Inflation as an Information Bottleneck - A strategy for identifying universality classes and making robust predictions
Mafalda Dias, Jonathan Frazer, Alexander Westphal

TL;DR
This paper introduces an information-theoretic framework for understanding inflation models as probabilistic graphs, revealing universal predictions and sharp transitions, and employs machine learning-inspired methods to analyze these phenomena.
Contribution
It proposes a novel approach using the information bottleneck concept to identify universality classes and predict inflation outcomes, with a robust numerical method adapted from machine learning.
Findings
Universal predictions emerge despite microphysical uncertainties
Sharp transitions occur when hyperparameters cross critical thresholds
Certain perturbative corrections are likely non-negligible under observational constraints
Abstract
In this work we propose a statistical approach to handling sources of theoretical uncertainty in string theory models of inflation. By viewing a model of inflation as a probabilistic graph, we show that there is an inevitable information bottleneck between the ultraviolet input of the theory and observables, as a simple consequence of the data processing theorem.
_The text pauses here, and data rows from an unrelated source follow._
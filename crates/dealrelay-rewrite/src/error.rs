use thiserror::Error;

/// Errors from the text-generation client. All of them are soft at the
/// pipeline level — [`crate::CopyRewriter`] catches every variant and
/// falls back to the deterministic caption.
#[derive(Debug, Error)]
pub enum RewriteError {
    #[error("HTTP error: {0}")]
    Http(#[from] reqwest::Error),

    #[error("generation API error ({status}): {body}")]
    Api { status: u16, body: String },

    #[error("generation response carried no content")]
    EmptyCompletion,
}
This information bottleneck can result in strong hierarchies in the sensitivity of observables to the parameters of the underlying model and hence universal predictions with respect to at least some microphysical considerations. We also find other intriguing behaviour, such as sharp transitions in the predictions when certain hyperparameters cross a critical value. We develop a robust numerical approach to studying these behaviours by adapting methods often seen in the context of machine learning. We first test our approach by…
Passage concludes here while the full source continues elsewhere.